The world that queer radicals would create is one where no man needs to butch up to fly right. Masculinity would be something every male possesses, not a test every boy must take. Gay men would be free to follow their hearts without sacrificing prestige and so would straights. After all, macho is a wound for everyone. It isn't just about boys bonding and dads passing their cojones along to their sons. It's also about boys brutalizing each other to establish a hierarchy based on fear of the feminine, and fathers injuring their sons for failing to make the grade. It's about mothers repressing their daughters, and butch girls suffering through the female equivalent of the playground trauma: the prom from hell.


I can't help but take one more shot at Mr. Goldstein's self-serving false dilemmas. This creature that he terms a "homocon"... just what is it? I know who he's talking about -- they're the same folks who don't like the Pride Parades because they're so undignified, so flamboyant, so really 'faggy'. I suppose you might draw parallels between these people and straight theocons or social conservatives, and it'd be a pretty fair rendering. These people may be conservative, but not because of the behavior that's being depicted in this piece. These "homocons" are just assimilationists. They aren't integrationists who wonder why we just can't all get along... they're dyed in the wool assimilationists. They want to dissolve into a great undifferentiated sea of straight people. They mistakenly think this is normal. These are fake straight people, and this rabid rejection of all that they perceived to be gay, coupled with a lemming-like move toward all that is straight and "normal" is internalized homophobia of the worst sort. I can sympathize with them, since I know what drove them so mad to begin with. Sympathy only goes so far, however... there is no comforting a dog with rabies.

The problem here is that Mr. Goldstein's classic solution from the Left is just as mad, just as homophobic, and really quite pointless. This is the voice of the old GLF. The organization may be long dead, but it's "Liberationists" carry on. Sadly, liberation of the gay people is never what they had in mind -- and this would be the cause of that split between the Gay Liberation Front and the Gay Activists Alliance: the liberationists not only aren't paying enough attention to gay issues, they pay attention to everything BUT gay issues. These Liberationists style themselves as some species of Messiah -- they will save the whole of humanity from themselves, if only given the chance. Here, they propose to solve the entire problem of masculinity in men by changing straight people. Good luck with that. I can understand the impulse to identify the cause of an affliction and root it out at the source, but it doesn't always work out that way. The fact remains that gays just don't have the power to re-mold straight society into a form that suits us. One might even argue that even wanting to is immoral. Gays having a great deal to say about the way straights raise their children is not too unlike straights having a great deal to say about the relative levels of dignity on display in one of our parades.
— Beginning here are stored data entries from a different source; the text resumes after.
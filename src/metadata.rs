use std::{
    collections::{BTreeMap, HashMap, HashSet, hash_map::Entry},
    sync::Arc,
};

use crate::{
    error::Error,
    types::{StructRef, WireType},
};

#[derive(Debug, Clone, Copy, PartialEq, Eq)]
pub enum StructKind {
    Struct,
    /// A struct that methods may raise.
    Exception,
}

#[derive(Debug, Clone)]
pub struct FieldMetadata {
    pub id: i16,
    pub name: String,
    pub r#type: WireType,
    pub documentation: Option<String>,
}

impl FieldMetadata {
    pub fn new(id: i16, name: impl Into<String>, r#type: WireType) -> Self {
        FieldMetadata {
            id,
            name: name.into(),
            r#type,
            documentation: None,
        }
    }

    pub fn with_documentation(mut self, documentation: impl Into<String>) -> Self {
        self.documentation = Some(documentation.into());
        self
    }
}

#[derive(Debug, Clone)]
pub struct StructMetadata {
    name: Arc<str>,
    kind: StructKind,
    documentation: Option<String>,
    fields: Vec<FieldMetadata>,
}

impl StructMetadata {
    pub fn name(&self) -> &str {
        &self.name
    }

    pub fn kind(&self) -> StructKind {
        self.kind
    }

    pub fn is_exception(&self) -> bool {
        self.kind == StructKind::Exception
    }

    pub fn documentation(&self) -> Option<&str> {
        self.documentation.as_deref()
    }

    /// Fields ordered by id.
    pub fn fields(&self) -> &[FieldMetadata] {
        &self.fields
    }
}

/// Owns every struct descriptor so struct types can refer to each other,
/// including recursively, without reference cycles.
#[derive(Debug, Default)]
pub struct TypeCatalog {
    structs: Vec<Slot>,
    names: HashMap<Arc<str>, usize>,
}

#[derive(Debug)]
struct Slot {
    metadata: StructMetadata,
    defined: bool,
}

impl TypeCatalog {
    pub fn new() -> Self {
        Self::default()
    }

    /// Registers a struct without fields and returns its type, so that fields
    /// referring back to it can be built before [`define_fields`](Self::define_fields).
    pub fn declare_struct(
        &mut self,
        name: impl Into<Arc<str>>,
        kind: StructKind,
        documentation: Option<String>,
    ) -> Result<WireType, Error> {
        let name = name.into();
        let index = self.structs.len();

        match self.names.entry(name.clone()) {
            Entry::Occupied(_) => {
                return Err(Error::DuplicateName {
                    owner: "the type catalog".to_string(),
                    name: name.to_string(),
                });
            }
            Entry::Vacant(entry) => {
                entry.insert(index);
            }
        }

        self.structs.push(Slot {
            metadata: StructMetadata {
                name: name.clone(),
                kind,
                documentation,
                fields: Vec::new(),
            },
            defined: false,
        });

        Ok(WireType::r#struct(index, name))
    }

    pub fn define_fields(
        &mut self,
        r#type: &WireType,
        mut fields: Vec<FieldMetadata>,
    ) -> Result<(), Error> {
        let index = self.index_of(r#type.struct_ref()?)?;
        let slot = &mut self.structs[index];

        if slot.defined {
            return Err(Error::AlreadyDefined(slot.metadata.name.to_string()));
        }

        let owner = format!("struct '{}'", slot.metadata.name);
        check_members(
            &owner,
            fields.iter().map(|field| (field.id, field.name.as_str())),
        )?;

        fields.sort_by_key(|field| field.id);
        slot.metadata.fields = fields;
        slot.defined = true;

        Ok(())
    }

    pub fn add_struct(
        &mut self,
        name: impl Into<Arc<str>>,
        kind: StructKind,
        documentation: Option<String>,
        fields: Vec<FieldMetadata>,
    ) -> Result<WireType, Error> {
        let r#type = self.declare_struct(name, kind, documentation)?;
        self.define_fields(&r#type, fields)?;
        Ok(r#type)
    }

    pub fn get(&self, r#struct: &StructRef) -> Result<&StructMetadata, Error> {
        let index = self.index_of(r#struct)?;
        Ok(&self.structs[index].metadata)
    }

    /// Resolves the descriptor behind a `STRUCT` type.
    pub fn struct_metadata(&self, r#type: &WireType) -> Result<&StructMetadata, Error> {
        self.get(r#type.struct_ref()?)
    }

    pub fn len(&self) -> usize {
        self.structs.len()
    }

    pub fn is_empty(&self) -> bool {
        self.structs.is_empty()
    }

    fn index_of(&self, r#struct: &StructRef) -> Result<usize, Error> {
        match self.structs.get(r#struct.index) {
            Some(slot) if slot.metadata.name == r#struct.name => Ok(r#struct.index),
            _ => Err(Error::UnknownStruct(r#struct.name.to_string())),
        }
    }
}

#[derive(Debug, Clone)]
pub struct ParameterMetadata {
    pub id: i16,
    pub name: String,
    pub r#type: WireType,
}

impl ParameterMetadata {
    pub fn new(id: i16, name: impl Into<String>, r#type: WireType) -> Self {
        ParameterMetadata {
            id,
            name: name.into(),
            r#type,
        }
    }
}

#[derive(Debug, Clone)]
pub struct ExceptionMetadata {
    pub r#type: WireType,
    /// Overrides the generated name in the throws clause.
    pub name: Option<String>,
}

#[derive(Debug, Clone)]
pub struct MethodMetadata {
    name: String,
    documentation: Option<String>,
    return_type: WireType,
    parameters: Vec<ParameterMetadata>,
    exceptions: BTreeMap<i16, ExceptionMetadata>,
}

impl MethodMetadata {
    pub fn new(
        name: impl Into<String>,
        return_type: WireType,
        parameters: Vec<ParameterMetadata>,
    ) -> Result<Self, Error> {
        let name = name.into();

        check_members(
            &format!("method '{name}'"),
            parameters
                .iter()
                .map(|parameter| (parameter.id, parameter.name.as_str())),
        )?;

        Ok(MethodMetadata {
            name,
            documentation: None,
            return_type,
            parameters,
            exceptions: BTreeMap::new(),
        })
    }

    pub fn with_documentation(mut self, documentation: impl Into<String>) -> Self {
        self.documentation = Some(documentation.into());
        self
    }

    pub fn with_exception(
        mut self,
        id: i16,
        r#type: WireType,
        name: Option<String>,
    ) -> Result<Self, Error> {
        let owner = || format!("the throws clause of method '{}'", self.name);

        if id < 1 {
            return Err(Error::InvalidFieldId { owner: owner(), id });
        }
        if self.exceptions.contains_key(&id) {
            return Err(Error::DuplicateFieldId { owner: owner(), id });
        }

        self.exceptions
            .insert(id, ExceptionMetadata { r#type, name });
        Ok(self)
    }

    pub fn name(&self) -> &str {
        &self.name
    }

    pub fn documentation(&self) -> Option<&str> {
        self.documentation.as_deref()
    }

    pub fn return_type(&self) -> &WireType {
        &self.return_type
    }

    pub fn parameters(&self) -> &[ParameterMetadata] {
        &self.parameters
    }

    /// Exceptions keyed by field id, iterated in ascending id order.
    pub fn exceptions(&self) -> &BTreeMap<i16, ExceptionMetadata> {
        &self.exceptions
    }
}

#[derive(Debug, Clone)]
pub struct ServiceMetadata {
    name: String,
    documentation: Option<String>,
    methods: HashMap<String, MethodMetadata>,
}

impl ServiceMetadata {
    pub fn new(
        name: impl Into<String>,
        methods: impl IntoIterator<Item = MethodMetadata>,
    ) -> Result<Self, Error> {
        let name = name.into();
        let mut by_name = HashMap::new();

        for method in methods {
            match by_name.entry(method.name.clone()) {
                Entry::Occupied(entry) => {
                    return Err(Error::DuplicateName {
                        owner: format!("service '{name}'"),
                        name: entry.key().clone(),
                    });
                }
                Entry::Vacant(entry) => {
                    entry.insert(method);
                }
            }
        }

        Ok(ServiceMetadata {
            name,
            documentation: None,
            methods: by_name,
        })
    }

    pub fn with_documentation(mut self, documentation: impl Into<String>) -> Self {
        self.documentation = Some(documentation.into());
        self
    }

    pub fn name(&self) -> &str {
        &self.name
    }

    pub fn documentation(&self) -> Option<&str> {
        self.documentation.as_deref()
    }

    /// Methods by name. The iteration order is unspecified.
    pub fn methods(&self) -> &HashMap<String, MethodMetadata> {
        &self.methods
    }
}

/// Everything a resolver produced: the struct catalog and the services using it.
#[derive(Debug, Default)]
pub struct ResolvedMetadata {
    pub catalog: TypeCatalog,
    pub services: Vec<ServiceMetadata>,
}

impl ResolvedMetadata {
    /// Picks a service by name, or the only one when no name is given.
    pub fn service(&self, name: Option<&str>) -> Result<&ServiceMetadata, Error> {
        match (name, self.services.as_slice()) {
            (Some(name), services) => services
                .iter()
                .find(|service| service.name == name)
                .ok_or_else(|| Error::UnknownService(name.to_string())),
            (None, []) => Err(Error::NoService),
            (None, [service]) => Ok(service),
            (None, services) => Err(Error::AmbiguousService(
                services.iter().map(|service| service.name.clone()).collect(),
            )),
        }
    }
}

/// Produces service and struct metadata from some description of a service.
///
/// Implementations decide where metadata comes from; the generator only ever
/// sees the result.
pub trait MetadataResolver {
    type Error;

    fn resolve(&mut self) -> Result<ResolvedMetadata, Self::Error>;
}

fn check_members<'a>(
    owner: &str,
    members: impl Iterator<Item = (i16, &'a str)>,
) -> Result<(), Error> {
    let mut ids = HashSet::new();
    let mut names = HashSet::new();

    for (id, name) in members {
        if id < 1 {
            return Err(Error::InvalidFieldId {
                owner: owner.to_string(),
                id,
            });
        }
        if !ids.insert(id) {
            return Err(Error::DuplicateFieldId {
                owner: owner.to_string(),
                id,
            });
        }
        if !names.insert(name) {
            return Err(Error::DuplicateName {
                owner: owner.to_string(),
                name: name.to_string(),
            });
        }
    }

    Ok(())
}
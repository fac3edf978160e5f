use std::collections::HashSet;

use ariadne::ReportKind;

use crate::{
    ast::{Body, Description},
    generator::reachable_types,
    metadata::ResolvedMetadata,
    reports::{Reports, simple_report},
};

/// Warns about declarations that no service can reach.
pub fn check_usage<'filename>(
    description: &Description,
    resolved: &ResolvedMetadata,
    reports: &mut Reports<'filename>,
    filename: &'filename str,
) {
    let mut used = HashSet::new();

    for service in &resolved.services {
        let Ok(types) = reachable_types(&resolved.catalog, service.methods().values()) else {
            continue;
        };

        for r#type in &types {
            // Coerced types only point at what they wrap, the walker stops there.
            let mut current = r#type;
            loop {
                used.insert(current.representation().to_owned());

                match current.underlying() {
                    Ok(underlying) => current = underlying,
                    Err(_) => break,
                }
            }
        }
    }

    for declaration in &description.declarations {
        let (name, span) = &declaration.name;

        if matches!(declaration.body, Body::Service(_)) || used.contains(name) {
            continue;
        }

        reports.add_nonfatal(simple_report(
            ReportKind::Warning,
            format!(
                "the {} '{name}' is not used by any service",
                declaration.body.kind()
            ),
            *span,
            filename,
        ));
    }
}
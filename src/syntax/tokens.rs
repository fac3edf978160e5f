use std::fmt::{self, Display, Formatter, Write};

#[derive(Debug, Clone, Eq, PartialEq)]
pub enum Token {
    Ident(String),
    Number(String),
    /// A single `///` line, without the marker.
    Doc(String),

    GroupLeft(Group),
    GroupRight(Group),

    Punct(Punct),
    Keyword(Keyword),
}

#[derive(Debug, Clone, Copy, Eq, PartialEq)]
pub enum Group {
    Paren,
    Angle,
    Brace,
}

#[derive(Debug, Clone, Copy, Eq, PartialEq)]
pub enum Punct {
    Equals,
    Colon,
    Comma,
    Semicolon,
    Arrow,
}

#[derive(Debug, Clone, Copy, Eq, PartialEq)]
pub enum Keyword {
    Struct,
    Exception,
    Service,
    Coerce,
    Throws,
    Void,
    Bool,
    Byte,
    I16,
    I32,
    I64,
    Double,
    String,
    Binary,
    List,
    Set,
    Map,
}

impl Keyword {
    pub fn from_ident(ident: &str) -> Option<Keyword> {
        Some(match ident {
            "struct" => Keyword::Struct,
            "exception" => Keyword::Exception,
            "service" => Keyword::Service,
            "coerce" => Keyword::Coerce,
            "throws" => Keyword::Throws,
            "void" => Keyword::Void,
            "bool" => Keyword::Bool,
            "byte" => Keyword::Byte,
            "i16" => Keyword::I16,
            "i32" => Keyword::I32,
            "i64" => Keyword::I64,
            "double" => Keyword::Double,
            "string" => Keyword::String,
            "binary" => Keyword::Binary,
            "list" => Keyword::List,
            "set" => Keyword::Set,
            "map" => Keyword::Map,
            _ => return None,
        })
    }

    pub fn as_str(self) -> &'static str {
        match self {
            Keyword::Struct => "struct",
            Keyword::Exception => "exception",
            Keyword::Service => "service",
            Keyword::Coerce => "coerce",
            Keyword::Throws => "throws",
            Keyword::Void => "void",
            Keyword::Bool => "bool",
            Keyword::Byte => "byte",
            Keyword::I16 => "i16",
            Keyword::I32 => "i32",
            Keyword::I64 => "i64",
            Keyword::Double => "double",
            Keyword::String => "string",
            Keyword::Binary => "binary",
            Keyword::List => "list",
            Keyword::Set => "set",
            Keyword::Map => "map",
        }
    }
}

impl Display for Token {
    fn fmt(&self, f: &mut Formatter<'_>) -> fmt::Result {
        match self {
            Token::Ident(ident) | Token::Number(ident) => f.write_str(ident),
            Token::Doc(_) => f.write_str("documentation comment"),
            Token::GroupLeft(Group::Paren) => f.write_char('('),
            Token::GroupLeft(Group::Angle) => f.write_char('<'),
            Token::GroupLeft(Group::Brace) => f.write_char('{'),
            Token::GroupRight(Group::Paren) => f.write_char(')'),
            Token::GroupRight(Group::Angle) => f.write_char('>'),
            Token::GroupRight(Group::Brace) => f.write_char('}'),
            Token::Punct(Punct::Equals) => f.write_char('='),
            Token::Punct(Punct::Colon) => f.write_char(':'),
            Token::Punct(Punct::Comma) => f.write_char(','),
            Token::Punct(Punct::Semicolon) => f.write_char(';'),
            Token::Punct(Punct::Arrow) => f.write_str("->"),
            Token::Keyword(keyword) => f.write_str(keyword.as_str()),
        }
    }
}
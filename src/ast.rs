use crate::{syntax::Spanned, types::Primitive};

/// A parsed description file, before any names are resolved.
#[derive(Debug, Clone)]
pub struct Description {
    pub declarations: Vec<Declaration>,
}

#[derive(Debug, Clone)]
pub struct Declaration {
    pub name: Spanned<String>,
    pub documentation: Option<String>,
    pub body: Body,
}

#[derive(Debug, Clone)]
pub enum Body {
    Struct(Vec<Field>),
    Exception(Vec<Field>),
    Coerce(Spanned<TypeExpr>),
    Service(Vec<Method>),
}

impl Body {
    pub fn kind(&self) -> &'static str {
        match self {
            Body::Struct(_) => "struct",
            Body::Exception(_) => "exception",
            Body::Coerce(_) => "coerced type",
            Body::Service(_) => "service",
        }
    }
}

/// A struct field or a method parameter.
#[derive(Debug, Clone)]
pub struct Field {
    pub id: Spanned<i16>,
    pub name: Spanned<String>,
    pub r#type: Spanned<TypeExpr>,
    pub documentation: Option<String>,
}

#[derive(Debug, Clone)]
pub struct Method {
    pub name: Spanned<String>,
    pub documentation: Option<String>,
    pub parameters: Vec<Field>,
    pub return_type: Spanned<TypeExpr>,
    pub exceptions: Vec<Throws>,
}

#[derive(Debug, Clone)]
pub struct Throws {
    pub id: Spanned<i16>,
    pub name: Option<String>,
    pub r#type: Spanned<TypeExpr>,
}

#[derive(Debug, Clone)]
pub enum TypeExpr {
    Void,
    Primitive(Primitive),
    List(Box<Spanned<TypeExpr>>),
    Set(Box<Spanned<TypeExpr>>),
    Map(Box<Spanned<TypeExpr>>, Box<Spanned<TypeExpr>>),
    Named(String),
}
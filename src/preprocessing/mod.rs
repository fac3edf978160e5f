use crate::{
    ast::Description,
    metadata::ResolvedMetadata,
    preprocessing::{name_resolution::resolve_names, usage_check::check_usage},
    reports::Reports,
};

mod member_check;
mod name_resolution;
mod usage_check;

/// Resolves a parsed description into metadata, reporting every problem found.
pub fn preprocess<'filename>(
    description: &Description,
    reports: &mut Reports<'filename>,
    filename: &'filename str,
) -> ResolvedMetadata {
    let resolved = resolve_names(description, reports, filename);

    // A partial catalog would produce spurious warnings.
    if !reports.has_fatal() {
        check_usage(description, &resolved, reports, filename);
    }

    resolved
}
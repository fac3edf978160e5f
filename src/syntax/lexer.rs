use chumsky::{
    IterParser, Parser,
    error::Rich,
    extra,
    prelude::{any, choice, just, none_of, via_parser},
    text::{digits, ident, whitespace},
};

use crate::syntax::{
    ExtendVec, Span, Spanned,
    tokens::{Group, Keyword, Punct, Token},
};

pub type Error<'src> = Rich<'src, char, Span>;

pub fn lexer<'src>() -> impl Parser<'src, &'src str, Vec<Spanned<Token>>, extra::Err<Error<'src>>>
{
    let ident_like = ident().map(|s: &str| match Keyword::from_ident(s) {
        Some(keyword) => Token::Keyword(keyword),
        None => Token::Ident(s.to_owned()),
    });

    let number = digits(10).to_slice().map(|s: &str| Token::Number(s.to_owned()));

    let doc = just("///")
        .then(just('/').not())
        .ignore_then(none_of("\r\n").repeated().to_slice())
        .map(|line: &str| {
            let line = line.strip_prefix(' ').unwrap_or(line);
            Token::Doc(line.trim_end().to_owned())
        });

    let punct_or_group = choice([
        just("->").to(Token::Punct(Punct::Arrow)),
        just("=").to(Token::Punct(Punct::Equals)),
        just(":").to(Token::Punct(Punct::Colon)),
        just(",").to(Token::Punct(Punct::Comma)),
        just(";").to(Token::Punct(Punct::Semicolon)),
        just("(").to(Token::GroupLeft(Group::Paren)),
        just(")").to(Token::GroupRight(Group::Paren)),
        just("<").to(Token::GroupLeft(Group::Angle)),
        just(">").to(Token::GroupRight(Group::Angle)),
        just("{").to(Token::GroupLeft(Group::Brace)),
        just("}").to(Token::GroupRight(Group::Brace)),
    ]);

    let token = choice((doc, ident_like, number, punct_or_group));

    // Exactly three slashes make documentation; four or more are a comment again.
    let comment = just("////")
        .or(just("//").then_ignore(just('/').not()))
        .ignore_then(none_of("\r\n").repeated());

    let skip = whitespace().then(comment.then_ignore(whitespace()).repeated());

    let body = token
        .map_with(|tok, e| (tok, e.span()))
        .map(Some)
        .recover_with(via_parser(any().to(None)))
        .then_ignore(skip.clone())
        .repeated()
        .collect()
        .map(|ExtendVec(inner)| inner);

    skip.ignore_then(body)
}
I will agree with Mr. Goldstein that straight people are the single worst choice in care-givers for a gay child -- and there ARE gay children. They ought not be brought up to be straight; it does incalculable damage to them. Many of us manage to re-align ourselves with a more appropriate culture, but far too many of us are turned into metaphorical rabid dogs for whom little if anything remains to be done. Gay children should be raised by gay people, and at the earliest possible opportunity. Identifying and securing the safety of these children would be a titanic task, but it is one that has a far greater chance of success than some pipe-dream about recasting civilization in our image.
Title: Re: RE: Acting Straight
Post by: Vizier on March 17, 2007, 05:11:24 PM
Quote from: "Feral"
Quote from: "Feral"
Read this (http://rawyouth.blogspot.com/2006/11/bob-youre-lot-gayer-than-i-remember.html).


He's in college. In the U.S. Need I say more?  

Okay, I will. I was terrified in college. It was the 1970s. I was good looking, gay and scared, like many. All the chutzpah, all the balls, the courage to go line up with the nellies men and scream "We're here, we're queer, get used to it, don't fuck with us!" came light years later.

By '93 I was fat, dressed in a purple sweat suit that made me look like Barney the Dinosaur.  A group of us drove all night in my Dodge Omni (6 in that tin can!) to march on Washington.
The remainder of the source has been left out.